One may worry that this arrangement would fail to protect users from design flaws in the machines. E.g. suppose I believe, in accordance with RoboCorp’s description, that the robot they built that I am using to perform security duties around my mall is programmed to refrain from bodily contact with humans. One day, the robot causes an injury to an innocent third-party by hitting them in the face. While, under the proposed system, the liability for the injury lies with the user of the robot, it seems that, regardless of the contract between me and the manufacturer, RoboCorp should bear at least some, if not all, responsibility for what happens – after all, the robot seems to have acted in a way that RoboCorp explicitly said it would not act – at the minimum, the user should have the opportunity to seek recourse in circumstances of this sort.

Difficult cases like that, where it’s unclear whether the injury is due to the manufacturer’s error in programming might still be possible to litigate. Victims could be allowed, for instance, to sue manufacturers for an analog of “negligent training” (Fenton et al., 1991; Moore, 1988). As Moore (1988) explains, in lawsuits involving injury sustained at the hands of private security personnel, “[American] courts have made it clear that they will consider a lack of training a basis for a cause of action or support for a cause of action.” A similar approach could apply to robotic workers. When the machines act in ways contrary to manufacturers’ specifications, or in ways that manifest insufficient care in programming the machine, e.g. when a security bot built to restrain but not injure ends up causing bodily damage, it might be possible for the victims of the machine to seek damages from its manufacturers for negligent training – that is, for a failure to properly program the machine (as happens with such suits under current law, they could be brought concurrently with suits against the employer). Manufacturers would be negligent in training their robots in cases where the robots are unprepared for the environment in which they are employed, as long as there is an understanding, implicit or explicit, that the manufacturer advertises their machines as able to perform up to a certain standard in such environments.Footnote 16

Similarly, it’s possible that the courts will consider it negligent to build an “open future” machine with a moral code that allows it to cause harm (violate rights, inflict unnecessary pain) when acting outside its scope of employment. If so, then it might be possible to sue the manufacturer of an “open future” robot even when the harm the robot causes is done without external influence. Perhaps only sufficiently serious harms caused by machines could be actionable in this way.

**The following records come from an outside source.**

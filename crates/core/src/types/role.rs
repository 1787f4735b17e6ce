//! Account roles.

use core::fmt;
use core::str::FromStr;

use serde::{Deserialize, Serialize};
use thiserror::Error;

/// Error returned when parsing an unknown role name.
#[derive(Debug, Clone, Error, PartialEq, Eq)]
#[error("unknown role '{0}' (expected 'user' or 'creator')")]
pub struct UserRoleError(pub String);

/// Role of a session user.
///
/// A `User` is a shopper; a `Creator` also runs a shop and carries a creator
/// profile. The role is fixed when the session user is created.
#[derive(Debug, Clone, Copy, PartialEq, Eq, Hash, Serialize, Deserialize, Default)]
#[serde(rename_all = "lowercase")]
pub enum UserRole {
    #[default]
    User,
    Creator,
}

impl UserRole {
    /// Wire name of the role.
    #[must_use]
    pub const fn as_str(self) -> &'static str {
        match self {
            Self::User => "user",
            Self::Creator => "creator",
        }
    }
}

impl fmt::Display for UserRole {
    fn fmt(&self, f: &mut fmt::Formatter<'_>) -> fmt::Result {
        f.write_str(self.as_str())
    }
}

impl FromStr for UserRole {
    type Err = UserRoleError;

    fn from_str(s: &str) -> Result<Self, Self::Err> {
        match s {
            "user" => Ok(Self::User),
            "creator" => Ok(Self::Creator),
            other => Err(UserRoleError(other.to_owned())),
        }
    }
}
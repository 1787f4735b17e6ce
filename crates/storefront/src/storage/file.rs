//! File-backed storage backend.

use std::fs;
use std::io::ErrorKind;
use std::path::{Path, PathBuf};

use super::{KeyValueStore, RepositoryError};

/// Stores each key as `<dir>/<key>.json`.
///
/// The directory is created on first write. Values are written to a
/// temporary sibling and renamed into place so a crash mid-write leaves the
/// previous value intact.
#[derive(Debug, Clone)]
pub struct FileStore {
    dir: PathBuf,
}

impl FileStore {
    /// Create a store rooted at `dir`. Nothing is touched on disk yet.
    #[must_use]
    pub fn new(dir: impl Into<PathBuf>) -> Self {
        Self { dir: dir.into() }
    }

    /// Directory holding the key files.
    #[must_use]
    pub fn dir(&self) -> &Path {
        &self.dir
    }

    fn path_for(&self, key: &str) -> Result<PathBuf, RepositoryError> {
        let valid = !key.is_empty()
            && key
                .chars()
                .all(|c| c.is_ascii_alphanumeric() || c == '-' || c == '_');
        if !valid {
            return Err(RepositoryError::InvalidKey(key.to_owned()));
        }
        Ok(self.dir.join(format!("{key}.json")))
    }
}

impl KeyValueStore for FileStore {
    fn get(&self, key: &str) -> Result<Option<String>, RepositoryError> {
        let path = self.path_for(key)?;
        match fs::read_to_string(&path) {
            Ok(contents) => Ok(Some(contents)),
            Err(e) if e.kind() == ErrorKind::NotFound => Ok(None),
            Err(e) => Err(e.into()),
        }
    }

    fn set(&self, key: &str, value: &str) -> Result<(), RepositoryError> {
        let path = self.path_for(key)?;
        fs::create_dir_all(&self.dir)?;

        let tmp = path.with_extension("json.tmp");
        fs::write(&tmp, value)?;
        fs::rename(&tmp, &path)?;
        Ok(())
    }

    fn remove(&self, key: &str) -> Result<(), RepositoryError> {
        let path = self.path_for(key)?;
        match fs::remove_file(&path) {
            Err(e) if e.kind() != ErrorKind::NotFound => Err(e.into()),
            _ => Ok(()),
        }
    }
}
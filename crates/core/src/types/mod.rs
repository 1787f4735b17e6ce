//! Core types for Creator Market.
//!
//! This module provides type-safe wrappers for common domain concepts.

pub mod email;
pub mod id;
pub mod price;
pub mod role;

pub use email::{Email, EmailError};
pub use id::*;
pub use price::{CurrencyCode, DiscountOutOfRange, DiscountPercent, Price};
pub use role::{UserRole, UserRoleError};
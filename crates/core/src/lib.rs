//! Creator Market Core - Shared types library.
//!
//! This crate provides common types used across all Creator Market components:
//! - `storefront` - Cart, wishlist and session state stores
//! - `cli` - Command-line shell that drives the stores
//!
//! # Architecture
//!
//! The core crate contains only types and the read-only sample catalog - no
//! I/O, no storage access. This keeps it lightweight and allows it to be used
//! anywhere.
//!
//! # Modules
//!
//! - [`types`] - Newtype wrappers for product IDs, prices, emails and roles
//! - [`catalog`] - The static product, creator and category catalog

#![cfg_attr(not(test), forbid(unsafe_code))]

pub mod catalog;
pub mod types;

pub use catalog::{Catalog, Category, Creator, CreatorRef, Product, SocialCounts};
pub use types::*;
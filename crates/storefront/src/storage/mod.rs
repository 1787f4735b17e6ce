//! Local key/value storage for store state.
//!
//! # Layout
//!
//! Every store persists its state as JSON under its own key (see
//! [`crate::models::keys`]). The bytes are held by a [`KeyValueStore`]
//! backend; [`Repository`] is the typed view of a single key that stores
//! load from at startup and save to after every mutation.
//!
//! ## Backends
//!
//! - [`FileStore`] - one `<key>.json` file per key in a data directory
//! - [`MemoryStore`] - shared in-process map (tests, throwaway sessions)
//!
//! ## Envelope
//!
//! Values are wrapped as `{"state": ..., "version": N}`. A payload written
//! with a different version, or one that no longer decodes, is discarded
//! with a warning and the store starts empty.

mod file;
mod memory;

pub use file::FileStore;
pub use memory::MemoryStore;

use std::fmt;
use std::marker::PhantomData;
use std::sync::Arc;

use serde::de::DeserializeOwned;
use serde::{Deserialize, Serialize};
use thiserror::Error;

/// Current envelope version for persisted state.
pub const STATE_VERSION: u32 = 0;

/// Errors from a storage backend.
#[derive(Debug, Error)]
pub enum RepositoryError {
    /// Reading or writing the backing medium failed.
    #[error("storage I/O error: {0}")]
    Io(#[from] std::io::Error),

    /// State could not be encoded as JSON.
    #[error("serialization error: {0}")]
    Serialization(#[from] serde_json::Error),

    /// Key contains characters the backend cannot store.
    #[error("invalid storage key: {0}")]
    InvalidKey(String),
}

/// A string key/value storage backend.
///
/// Writes are synchronous and last-writer-wins.
pub trait KeyValueStore: Send + Sync + fmt::Debug {
    /// Read the value stored under `key`, if any.
    ///
    /// # Errors
    ///
    /// Returns `RepositoryError` if the backend cannot be read.
    fn get(&self, key: &str) -> Result<Option<String>, RepositoryError>;

    /// Store `value` under `key`, replacing any previous value.
    ///
    /// # Errors
    ///
    /// Returns `RepositoryError` if the backend cannot be written.
    fn set(&self, key: &str, value: &str) -> Result<(), RepositoryError>;

    /// Remove `key`. Removing an absent key is not an error.
    ///
    /// # Errors
    ///
    /// Returns `RepositoryError` if the backend cannot be written.
    fn remove(&self, key: &str) -> Result<(), RepositoryError>;
}

#[derive(Serialize)]
struct EnvelopeRef<'a, T> {
    state: &'a T,
    version: u32,
}

#[derive(Deserialize)]
struct Envelope<T> {
    state: T,
    version: u32,
}

/// Typed JSON repository over a single storage key.
pub struct Repository<T> {
    store: Arc<dyn KeyValueStore>,
    key: &'static str,
    _state: PhantomData<fn() -> T>,
}

impl<T> Clone for Repository<T> {
    fn clone(&self) -> Self {
        Self {
            store: Arc::clone(&self.store),
            key: self.key,
            _state: PhantomData,
        }
    }
}

impl<T> fmt::Debug for Repository<T> {
    fn fmt(&self, f: &mut fmt::Formatter<'_>) -> fmt::Result {
        f.debug_struct("Repository")
            .field("key", &self.key)
            .field("store", &self.store)
            .finish()
    }
}

impl<T: Serialize + DeserializeOwned> Repository<T> {
    /// Create a repository for `key` on the given backend.
    #[must_use]
    pub fn new(store: Arc<dyn KeyValueStore>, key: &'static str) -> Self {
        Self {
            store,
            key,
            _state: PhantomData,
        }
    }

    /// Storage key this repository reads and writes.
    #[must_use]
    pub const fn key(&self) -> &'static str {
        self.key
    }

    /// Load the persisted state.
    ///
    /// Returns `Ok(None)` when nothing is stored, or when the stored payload
    /// is from another version or fails to decode.
    ///
    /// # Errors
    ///
    /// Returns `RepositoryError` only if the backend itself fails.
    pub fn load(&self) -> Result<Option<T>, RepositoryError> {
        let Some(raw) = self.store.get(self.key)? else {
            return Ok(None);
        };

        match serde_json::from_str::<Envelope<T>>(&raw) {
            Ok(envelope) if envelope.version == STATE_VERSION => Ok(Some(envelope.state)),
            Ok(envelope) => {
                tracing::warn!(
                    key = self.key,
                    found = envelope.version,
                    expected = STATE_VERSION,
                    "Discarding persisted state with unknown version"
                );
                Ok(None)
            }
            Err(e) => {
                tracing::warn!(key = self.key, error = %e, "Discarding unreadable persisted state");
                Ok(None)
            }
        }
    }

    /// Persist `state`, replacing what was stored before.
    ///
    /// # Errors
    ///
    /// Returns `RepositoryError` if encoding or the backend write fails.
    pub fn save(&self, state: &T) -> Result<(), RepositoryError> {
        let json = serde_json::to_string(&EnvelopeRef {
            state,
            version: STATE_VERSION,
        })?;
        self.store.set(self.key, &json)?;
        tracing::debug!(key = self.key, bytes = json.len(), "State persisted");
        Ok(())
    }

    /// Remove the persisted state.
    ///
    /// # Errors
    ///
    /// Returns `RepositoryError` if the backend write fails.
    pub fn clear(&self) -> Result<(), RepositoryError> {
        self.store.remove(self.key)
    }
}
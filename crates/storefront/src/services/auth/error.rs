//! Authentication error types.

use thiserror::Error;

use crate::storage::RepositoryError;

/// Errors that can occur during login and signup.
///
/// The `Display` text of each variant is what the session store holds as its
/// user-facing error message.
#[derive(Debug, Error)]
pub enum AuthError {
    /// Email/password/role did not match a test account.
    #[error("Invalid credentials")]
    InvalidCredentials,

    /// Signup data lacked a name, email, or role.
    #[error("Missing required fields")]
    MissingFields,

    /// Signup email could not be parsed.
    #[error("Invalid email: {0}")]
    InvalidEmail(#[from] creator_market_core::EmailError),

    /// The session could not be persisted.
    #[error("storage error: {0}")]
    Repository(#[from] RepositoryError),
}
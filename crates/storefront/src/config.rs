//! Storefront configuration loaded from environment variables.
//!
//! # Environment Variables
//!
//! All optional:
//! - `STOREFRONT_DATA_DIR` - Directory for persisted state (default: .creator-market)
//! - `STOREFRONT_AUTH_LATENCY_MS` - Simulated login/signup latency (default: 1000)
//! - `STOREFRONT_CHECKOUT_LATENCY_MS` - Simulated payment latency (default: 2000)
//! - `SENTRY_DSN` - Sentry error tracking DSN
//! - `SENTRY_ENVIRONMENT` - Sentry environment name

use std::path::PathBuf;
use std::time::Duration;

use thiserror::Error;

const DEFAULT_DATA_DIR: &str = ".creator-market";
const DEFAULT_AUTH_LATENCY_MS: &str = "1000";
const DEFAULT_CHECKOUT_LATENCY_MS: &str = "2000";

/// Configuration errors that can occur during loading.
#[derive(Debug, Error)]
pub enum ConfigError {
    #[error("Invalid environment variable {0}: {1}")]
    InvalidEnvVar(String, String),
}

/// Storefront application configuration.
#[derive(Debug, Clone, PartialEq, Eq)]
pub struct StorefrontConfig {
    /// Directory holding one JSON file per persisted store
    pub data_dir: PathBuf,
    /// Delay before the mock auth backend answers
    pub auth_latency: Duration,
    /// Delay before a simulated payment completes
    pub checkout_latency: Duration,
    /// Sentry DSN for error tracking
    pub sentry_dsn: Option<String>,
    /// Sentry environment tag
    pub sentry_environment: Option<String>,
}

impl Default for StorefrontConfig {
    fn default() -> Self {
        Self {
            data_dir: PathBuf::from(DEFAULT_DATA_DIR),
            auth_latency: Duration::from_millis(1000),
            checkout_latency: Duration::from_millis(2000),
            sentry_dsn: None,
            sentry_environment: None,
        }
    }
}

impl StorefrontConfig {
    /// Load configuration from environment variables.
    ///
    /// Calls `dotenvy::dotenv()` to load from `.env` file if present.
    ///
    /// # Errors
    ///
    /// Returns `ConfigError` if a latency is not a whole number of
    /// milliseconds.
    pub fn from_env() -> Result<Self, ConfigError> {
        // Load .env file if present (ignore errors if not found)
        let _ = dotenvy::dotenv();

        Self::from_lookup(|key| std::env::var(key).ok())
    }

    /// Build configuration from an arbitrary variable source.
    ///
    /// # Errors
    ///
    /// Returns `ConfigError` if a latency is not a whole number of
    /// milliseconds.
    pub fn from_lookup(lookup: impl Fn(&str) -> Option<String>) -> Result<Self, ConfigError> {
        let get_or = |key: &str, default: &str| lookup(key).unwrap_or_else(|| default.to_string());
        let non_empty = |key: &str| lookup(key).filter(|v| !v.trim().is_empty());

        let data_dir = PathBuf::from(get_or("STOREFRONT_DATA_DIR", DEFAULT_DATA_DIR));
        let auth_latency = parse_millis(
            "STOREFRONT_AUTH_LATENCY_MS",
            &get_or("STOREFRONT_AUTH_LATENCY_MS", DEFAULT_AUTH_LATENCY_MS),
        )?;
        let checkout_latency = parse_millis(
            "STOREFRONT_CHECKOUT_LATENCY_MS",
            &get_or("STOREFRONT_CHECKOUT_LATENCY_MS", DEFAULT_CHECKOUT_LATENCY_MS),
        )?;

        Ok(Self {
            data_dir,
            auth_latency,
            checkout_latency,
            sentry_dsn: non_empty("SENTRY_DSN"),
            sentry_environment: non_empty("SENTRY_ENVIRONMENT"),
        })
    }
}

/// Parse a millisecond count into a `Duration`.
fn parse_millis(key: &str, raw: &str) -> Result<Duration, ConfigError> {
    raw.trim()
        .parse::<u64>()
        .map(Duration::from_millis)
        .map_err(|e| ConfigError::InvalidEnvVar(key.to_string(), e.to_string()))
}

#[cfg(test)]
#[allow(clippy::unwrap_used)]
mod tests {
    use std::collections::HashMap;

    use super::*;

    fn config_from(vars: &[(&str, &str)]) -> Result<StorefrontConfig, ConfigError> {
        let vars: HashMap<String, String> = vars
            .iter()
            .map(|(k, v)| ((*k).to_string(), (*v).to_string()))
            .collect();
        StorefrontConfig::from_lookup(|key| vars.get(key).cloned())
    }

    #[test]
    fn test_defaults_when_unset() {
        let config = config_from(&[]).unwrap();
        assert_eq!(config, StorefrontConfig::default());
        assert_eq!(config.data_dir, PathBuf::from(".creator-market"));
        assert_eq!(config.auth_latency, Duration::from_secs(1));
        assert_eq!(config.checkout_latency, Duration::from_secs(2));
    }

    #[test]
    fn test_overrides() {
        let config = config_from(&[
            ("STOREFRONT_DATA_DIR", "/tmp/cm"),
            ("STOREFRONT_AUTH_LATENCY_MS", "0"),
            ("STOREFRONT_CHECKOUT_LATENCY_MS", " 250 "),
            ("SENTRY_DSN", "https://key@sentry.example.com/1"),
            ("SENTRY_ENVIRONMENT", "staging"),
        ])
        .unwrap();

        assert_eq!(config.data_dir, PathBuf::from("/tmp/cm"));
        assert_eq!(config.auth_latency, Duration::ZERO);
        assert_eq!(config.checkout_latency, Duration::from_millis(250));
        assert_eq!(config.sentry_dsn.as_deref(), Some("https://key@sentry.example.com/1"));
        assert_eq!(config.sentry_environment.as_deref(), Some("staging"));
    }

    #[test]
    fn test_blank_sentry_dsn_is_none() {
        let config = config_from(&[("SENTRY_DSN", "  ")]).unwrap();
        assert!(config.sentry_dsn.is_none());
    }

    #[test]
    fn test_invalid_latency() {
        for bad in ["fast", "-5", "1.5"] {
            let err = config_from(&[("STOREFRONT_AUTH_LATENCY_MS", bad)]).unwrap_err();
            assert!(matches!(
                err,
                ConfigError::InvalidEnvVar(ref key, _) if key == "STOREFRONT_AUTH_LATENCY_MS"
            ));
        }
    }
}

The same approach, relying on negligent training, could be adopted in some cases where a machine harms its own user – again, though, the exact contours of how and when this kind of harm would be actionable need not be antecedently decided.

If this line of thinking is accepted, then the duty to train would always remain with the manufacturers of autonomous agents, even if breaching it only serves as the basis for a claim in cases of serious injury or death. Once again, this could incentivize the careful construction of the machine’s moral constraints, for those machines that will have the potential to inflict serious harm on others.

Now, this may raise some issues: first, it could be considered an affront to the machines’ autonomy, if it is of a piece with a typical human being’s autonomy, to never be held fully responsible for one’s actions; second, given that someone else pays for the machine’s misdeeds, the machines themselves could be incentivized to engage in reckless or harmful behavior more often than socially optimal.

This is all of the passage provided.